It is up to farmers to meet that challenge, though defining sustainability has proved challenging in itself.
The quest to establish a hard-and-fast definition of sustainable production led to a split between leading farm groups and the Leonardo Academy, a Wisconsin nonprofit that establishes sustainability standards for everything from greenhouse gas emissions and green buildings to inventory management and gaming. The academy’s sustainable agriculture standard, according to its website, is under development — just as it was five years ago, when major farm groups walked out of a Leonardo meeting in Fayetteville and set out to find their own path to sustainability.
At that February 2010 Fayetteville meeting, a definition of sustainability on which the farm groups had reached consensus was withdrawn before the task force could vote on it and replaced with one drafted by Leonardo staff. Rather than sign on to a definition that drew what they saw as an arbitrary line, the groups resigned from the National Sustainable Agriculture Standard Working Group en masse. They got together with the University of Wisconsin and a new National Initiative for Sustainable Agriculture, which intended to establish “a process for developing sustainability initiatives that meet value chain expectations.” In other words, defining sustainability by what food merchandisers say it is, so companies can tell customers their products have a reduced or minimal impact on natural resources depletion.
Establishing a path to sustainability is the goal of Field to Market: The Alliance for Sustainable Agriculture, a project driven by the Colorado-based Keystone Policy Center. Dozens of farm groups and agribusinesses have taken part, including the University of Arkansas. Sustainability in agriculture or any other endeavor is defined by whether a practice can continue indefinitely, not just in terms of its use of resources like soil and water, but also in social and economic terms — whether the practitioner can stay in business, and whether the practice is acceptable to the community.
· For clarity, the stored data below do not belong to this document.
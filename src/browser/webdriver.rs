use crate::browser::{Browser, ClassSelector, PageElement};
use crate::error::{MirrorError, Result};
use crate::session::CookieRecord;
use fantoccini::cookies::Cookie;
use fantoccini::elements::Element;
use fantoccini::error::{CmdError, ErrorStatus};
use fantoccini::{Client, ClientBuilder, Locator};

/// Browser session on a WebDriver server
pub struct WebDriverBrowser {
    client: Client,
}

/// Element handle from a WebDriver session
pub struct WebDriverElement {
    element: Element,
}

impl WebDriverBrowser {
    /// Connects to the WebDriver instance, trying the usual local ports if
    /// the configured one does not answer
    pub async fn connect(webdriver_url: &str) -> Result<Self> {
        match ClientBuilder::native().connect(webdriver_url).await {
            Ok(client) => {
                ::log::debug!("Connected to WebDriver at {}", webdriver_url);
                return Ok(Self { client });
            }
            Err(e) => {
                ::log::error!("Failed to connect to WebDriver at {}: {}", webdriver_url, e);
            }
        }

        let fallback_urls = [
            "http://localhost:9515", // ChromeDriver default
            "http://localhost:4444", // Selenium / geckodriver default
            "http://127.0.0.1:4444", // Try with IP instead of localhost
        ];

        for url in fallback_urls.iter() {
            if *url == webdriver_url {
                continue;
            }

            ::log::info!("Trying fallback WebDriver URL: {}", url);
            if let Ok(client) = ClientBuilder::native().connect(url).await {
                ::log::debug!("Connected to fallback WebDriver at {}", url);
                return Ok(Self { client });
            }
        }

        ::log::error!(
            "Make sure a WebDriver server is running or set the WEBDRIVER_URL environment variable"
        );
        Err(MirrorError::Connect {
            url: webdriver_url.to_string(),
        })
    }
}

/// Wraps a WebDriver command error with the action that failed
fn command_error(context: impl Into<String>, error: CmdError) -> MirrorError {
    let context = context.into();
    let stale = matches!(
        &error,
        CmdError::Standard(w) if matches!(w.error, ErrorStatus::StaleElementReference)
    );
    if stale {
        return MirrorError::StaleElement { context };
    }
    if error.to_string().contains("Unable to find session") {
        ::log::warn!("Lost WebDriver session while {}", context);
    }
    MirrorError::browser(context, error.to_string())
}

fn is_invalid_cookie_domain(error: &CmdError) -> bool {
    matches!(error, CmdError::Standard(w) if matches!(w.error, ErrorStatus::InvalidCookieDomain))
}

impl PageElement for WebDriverElement {
    async fn text(&self) -> Result<String> {
        self.element
            .text()
            .await
            .map_err(|e| command_error("reading element text", e))
    }

    async fn click(&self) -> Result<()> {
        self.element
            .click()
            .await
            .map_err(|e| command_error("clicking element", e))
    }

    async fn inner_html(&self) -> Result<String> {
        let html = self
            .element
            .prop("innerHTML")
            .await
            .map_err(|e| command_error("reading innerHTML", e))?;
        Ok(html.unwrap_or_default())
    }
}

impl Browser for WebDriverBrowser {
    type Element = WebDriverElement;

    async fn navigate(&self, url: &str) -> Result<()> {
        ::log::debug!("GOTO: {}", url);
        self.client
            .goto(url)
            .await
            .map_err(|e| command_error(format!("accessing {}", url), e))
    }

    async fn current_url(&self) -> Result<String> {
        let url = self
            .client
            .current_url()
            .await
            .map_err(|e| command_error("reading current URL", e))?;
        Ok(url.to_string())
    }

    async fn find_all(&self, selector: &ClassSelector) -> Result<Vec<WebDriverElement>> {
        let css = selector.css();
        let elements = self
            .client
            .find_all(Locator::Css(&css))
            .await
            .map_err(|e| command_error(format!("querying {}", css), e))?;
        Ok(elements
            .into_iter()
            .map(|element| WebDriverElement { element })
            .collect())
    }

    async fn add_cookie(&self, record: &CookieRecord) -> Result<()> {
        let mut cookie = Cookie::new(record.name.clone(), record.value.clone());
        if let Some(domain) = &record.domain {
            cookie.set_domain(domain.clone());
        }
        if let Some(path) = &record.path {
            cookie.set_path(path.clone());
        }
        if let Some(secure) = record.secure {
            cookie.set_secure(secure);
        }
        if let Some(http_only) = record.http_only {
            cookie.set_http_only(http_only);
        }

        match self.client.add_cookie(cookie).await {
            Ok(()) => Ok(()),
            Err(e) if is_invalid_cookie_domain(&e) => Err(MirrorError::DomainMismatch {
                name: record.name.clone(),
                domain: record.domain.clone().unwrap_or_default(),
            }),
            Err(e) => Err(command_error(format!("adding cookie {}", record.name), e)),
        }
    }

    async fn close(self) -> Result<()> {
        self.client
            .close()
            .await
            .map_err(|e| command_error("closing session", e))
    }
}
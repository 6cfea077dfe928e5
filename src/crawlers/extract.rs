use crate::browser::{Browser, ClassSelector, PageElement};
use crate::error::{MirrorError, Result};

/// Reads the markup of the content viewer on the page currently shown
pub async fn extract_content<B: Browser>(browser: &B, viewer: &ClassSelector) -> Result<String> {
    let found = browser.find_all(viewer).await?;
    let Some(element) = found.first() else {
        return Err(MirrorError::ElementNotFound {
            selector: viewer.to_string(),
        });
    };

    if found.len() > 1 {
        ::log::warn!(
            "{} content viewers match {}, using the first",
            found.len(),
            viewer
        );
    }

    let html = element.inner_html().await?;
    ::log::debug!("Extracted {} bytes of content", html.len());
    Ok(html)
}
Sustainability studies by commercial farm interests typically look at the production footprint per unit of production, on the grounds that a growing and more affluent world population requires increases in food production. Agricultural interests are already able to demonstrate that, over the years, they have substantially reduced their use of resources relative to production. A study commissioned by The Rice Foundation found that from 1987 to 2009, the amount of land needed to produce 100 pounds of rice declined by 21 percent, the amount of water by 33 percent and energy use by 52 percent. Groups that represent other farm enterprises have generated similar data, which provides a benchmark for companies like Wal-Mart.
The influential Bentonville-based retailer has been spearheading the effort to drive further sustainability in agriculture. For several years, the company has shown preference to agricultural producers that can deliver fruits and vegetables to its stores over a relatively short distance, thereby guaranteeing both freshness and reduced fuel use. It uses a Sustainability Index, developed with the aid of the University of Arkansas in Fayetteville and other members of The Sustainability Consortium to measure how suppliers of goods sold at Wal-Mart’s stores are minimizing their consumption of resources. And with the help of Field to Market, it is requiring suppliers whose products contain corn, wheat and soybeans to use research developed by the index to get optimal performance out of fertilizers.
At last October’s annual Global Sustainability Milestone Meeting, the company announced a new four-pillared plan designed to develop a sustainable supply chain. Doug McMillon, Wal-Mart president and CEO, said, “Food is our No. 1 category worldwide, and … paving a sustainable future for food is necessary for society and our business.”
Wal-Mart says it will reduce the “true cost” of food, with emphasis over the next decade on improving agricultural yields while reducing greenhouse gas emissions and water use. And in March, Wal-Mart launched a Sustainability Leaders shop that tells consumers which goods offered online by the retailer were produced at the highest levels of the sustainability index. More than 10,000 products are identified as leaders in specific categories, including grocery products ranging from meat and chicken to dairy products and eggs, produce and processed goods like cereal and beverages.
The move to define farm goods as sustainably produced has come a long way in a relatively short time. It’s worth noting that an earlier effort failed by the federal government in the 1980s to promote low-input sustainable agriculture; agribusinesses persuaded farmers that low input meant lower yields. But this newer movement is being driven by the agribusinesses themselves, and that’s a strong headwind.
When The Rice Foundation report was published, Newport rice farmer and USA Rice Federation Sustainability Task Force Chairman Jennifer James said, “The ongoing challenge for the industry will be to continue to produce more rice that is both sustainable and profitable for farmers.”